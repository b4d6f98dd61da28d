use tracing_subscriber::{EnvFilter, layer::SubscriberExt, util::SubscriberInitExt};

/// Install the global `tracing` subscriber
///
/// Logs go to stderr so stdout carries only the rendered document. An
/// unparsable filter falls back to `info`. With `json` set, each event is a
/// single JSON line.
///
/// # Errors
///
/// Returns an error if a global subscriber is already installed
pub fn init(log_filter: &str, json: bool) -> anyhow::Result<()> {
    let filter = EnvFilter::try_new(log_filter).unwrap_or_else(|_| EnvFilter::new("info"));

    let fmt_layer = tracing_subscriber::fmt::layer()
        .with_writer(std::io::stderr)
        .with_target(true)
        .with_thread_ids(false)
        .with_file(false)
        .with_line_number(false);

    if json {
        tracing_subscriber::registry().with(filter).with(fmt_layer.json()).try_init()?;
    } else {
        tracing_subscriber::registry().with(filter).with(fmt_layer).try_init()?;
    }

    Ok(())
}
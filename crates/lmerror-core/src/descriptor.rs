use serde::Serialize;

use crate::error::{Error, Result};
use crate::patterns::Patterns;

/// Message and code pair identifying the cause of an error
#[derive(Debug, Clone, PartialEq, Eq, Serialize)]
pub struct ErrorDescriptor {
    message: String,
    code: String,
}

impl ErrorDescriptor {
    /// Validate a descriptor against the default patterns
    ///
    /// # Errors
    ///
    /// `invalid_error_message` or `invalid_error_code`, checked in that order
    pub fn new(message: impl Into<String>, code: impl Into<String>) -> Result<Self> {
        Self::new_with(message, code, Patterns::standard())
    }

    /// Validate a descriptor against custom patterns
    ///
    /// # Errors
    ///
    /// `invalid_error_message` or `invalid_error_code`, checked in that order
    pub fn new_with(message: impl Into<String>, code: impl Into<String>, patterns: &Patterns) -> Result<Self> {
        let message = message.into();
        if !patterns.is_message(&message) {
            return Err(Error::InvalidErrorMessage);
        }

        let code = code.into();
        if !patterns.is_code(&code) {
            return Err(Error::InvalidErrorCode);
        }

        Ok(Self { message, code })
    }

    pub fn message(&self) -> &str {
        &self.message
    }

    pub fn code(&self) -> &str {
        &self.code
    }
}
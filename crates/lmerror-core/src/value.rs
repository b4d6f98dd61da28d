use std::sync::Arc;

use jiff::{SignedDuration, Timestamp};

use crate::descriptor::ErrorDescriptor;
use crate::error::{DescribedError, Error, Result};
use crate::response::ResponseSnapshot;

/// Shared handle to a prior error in the causal chain
pub type Previous = Arc<dyn std::error::Error + Send + Sync + 'static>;

/// Link state of an error value
///
/// `Unlinked -> Linked` is the only transition, and it happens at most once.
#[derive(Debug, Clone, Default)]
enum Link {
    #[default]
    Unlinked,
    Linked(Previous),
}

/// Validated error occurrence with optional response context and cause
///
/// All fields are fixed at construction. The one exception is
/// [`ErrorValue::add_previous`], which needs `&mut self` and is therefore only
/// usable while the value has a single owner, before it is shared.
#[derive(Debug, Clone)]
pub struct ErrorValue {
    descriptor: ErrorDescriptor,
    response: Option<ResponseSnapshot>,
    link: Link,
    timestamp: Timestamp,
}

impl ErrorValue {
    /// Assemble an error value from already validated parts
    ///
    /// The timestamp is taken at this instant.
    pub fn new(descriptor: ErrorDescriptor, response: Option<ResponseSnapshot>, previous: Option<Previous>) -> Self {
        Self {
            descriptor,
            response,
            link: previous.map_or(Link::Unlinked, Link::Linked),
            timestamp: Timestamp::now(),
        }
    }

    /// Link a prior error after construction
    ///
    /// On success the timestamp is regenerated and is strictly later than
    /// before. On failure nothing changes.
    ///
    /// # Errors
    ///
    /// `previous_exists` if a previous error is already linked
    pub fn add_previous(&mut self, previous: Previous) -> Result<()> {
        if matches!(self.link, Link::Linked(_)) {
            return Err(Error::PreviousExists);
        }

        self.link = Link::Linked(previous);
        self.timestamp = later_than(self.timestamp);

        Ok(())
    }

    pub const fn descriptor(&self) -> &ErrorDescriptor {
        &self.descriptor
    }

    /// Same string as `descriptor().message()`
    pub fn message(&self) -> &str {
        self.descriptor.message()
    }

    pub fn code(&self) -> &str {
        self.descriptor.code()
    }

    pub const fn response(&self) -> Option<&ResponseSnapshot> {
        self.response.as_ref()
    }

    pub fn previous(&self) -> Option<&(dyn std::error::Error + Send + Sync + 'static)> {
        match &self.link {
            Link::Unlinked => None,
            Link::Linked(previous) => Some(previous.as_ref()),
        }
    }

    /// Shared handle to the previous error, for linking it elsewhere
    pub fn previous_handle(&self) -> Option<&Previous> {
        match &self.link {
            Link::Unlinked => None,
            Link::Linked(previous) => Some(previous),
        }
    }

    /// Previous error, when it is itself an error value
    pub fn previous_value(&self) -> Option<&Self> {
        self.previous()?.downcast_ref::<Self>()
    }

    pub const fn timestamp(&self) -> Timestamp {
        self.timestamp
    }
}

/// Current instant, pushed forward so it is at least one millisecond after `before`
fn later_than(before: Timestamp) -> Timestamp {
    let now = Timestamp::now();
    let floor = before.checked_add(SignedDuration::from_millis(1)).unwrap_or(now);
    now.max(floor)
}

impl std::fmt::Display for ErrorValue {
    fn fmt(&self, f: &mut std::fmt::Formatter<'_>) -> std::fmt::Result {
        f.write_str(&self.render())
    }
}

impl std::error::Error for ErrorValue {
    fn source(&self) -> Option<&(dyn std::error::Error + 'static)> {
        let previous: &(dyn std::error::Error + 'static) = self.previous()?;
        Some(previous)
    }
}

impl DescribedError for ErrorValue {
    fn code(&self) -> &str {
        self.descriptor.code()
    }

    fn message(&self) -> &str {
        self.descriptor.message()
    }
}

#[cfg(test)]
mod tests {
    use std::error::Error as _;

    use super::*;

    fn value(message: &str, code: &str) -> ErrorValue {
        ErrorValue::new(ErrorDescriptor::new(message, code).unwrap(), None, None)
    }

    #[test]
    fn message_mirrors_descriptor() {
        let err = value("db timeout", "db_timeout_01");
        assert_eq!(err.message(), err.descriptor().message());
        assert_eq!(err.code(), "db_timeout_01");
        assert!(err.response().is_none());
        assert!(err.previous().is_none());
    }

    #[test]
    fn add_previous_links_and_advances_timestamp() {
        let mut err = value("outer", "outer_01");
        let before = err.timestamp();

        err.add_previous(Arc::new(value("inner", "inner_01"))).unwrap();

        assert!(err.timestamp() > before);
        assert_eq!(err.previous_value().unwrap().code(), "inner_01");
        assert!(err.source().is_some());
    }

    #[test]
    fn second_link_is_rejected_without_changes() {
        let mut err = value("outer", "outer_01");
        err.add_previous(Arc::new(value("first", "first_01"))).unwrap();
        let timestamp = err.timestamp();

        let result = err.add_previous(Arc::new(value("second", "second_01")));

        assert_eq!(result, Err(Error::PreviousExists));
        assert_eq!(err.timestamp(), timestamp);
        assert_eq!(err.previous_value().unwrap().code(), "first_01");
    }

    #[test]
    fn previous_given_at_construction_cannot_be_replaced() {
        let previous: Previous = Arc::new(std::io::Error::other("disk full"));
        let mut err = ErrorValue::new(ErrorDescriptor::new("outer", "outer_01").unwrap(), None, Some(previous));

        assert_eq!(err.add_previous(Arc::new(value("late", "late_01"))), Err(Error::PreviousExists));
        assert!(err.previous_value().is_none());
        assert_eq!(err.previous().unwrap().to_string(), "disk full");
    }

    #[test]
    fn shared_previous_is_not_copied() {
        let inner: Previous = Arc::new(value("inner", "inner_01"));
        let a = ErrorValue::new(ErrorDescriptor::new("a", "a").unwrap(), None, Some(Arc::clone(&inner)));
        let b = ErrorValue::new(ErrorDescriptor::new("b", "b").unwrap(), None, Some(Arc::clone(&inner)));

        assert!(Arc::ptr_eq(a.previous_handle().unwrap(), b.previous_handle().unwrap()));
        assert_eq!(Arc::strong_count(&inner), 3);
    }

    #[test]
    fn is_send_and_sync() {
        fn assert_send_sync<T: Send + Sync>() {}
        assert_send_sync::<ErrorValue>();
    }
}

## Your goal
Going through the entries above, show each line that contains "response".

## Answer for the task
use crate::response::ResponseSnapshot;
/// Validated error occurrence with optional response context and cause
    response: Option<ResponseSnapshot>,
    pub fn new(descriptor: ErrorDescriptor, response: Option<ResponseSnapshot>, previous: Option<Previous>) -> Self {
            response,
    pub const fn response(&self) -> Option<&ResponseSnapshot> {
        self.response.as_ref()
        assert!(err.response().is_none());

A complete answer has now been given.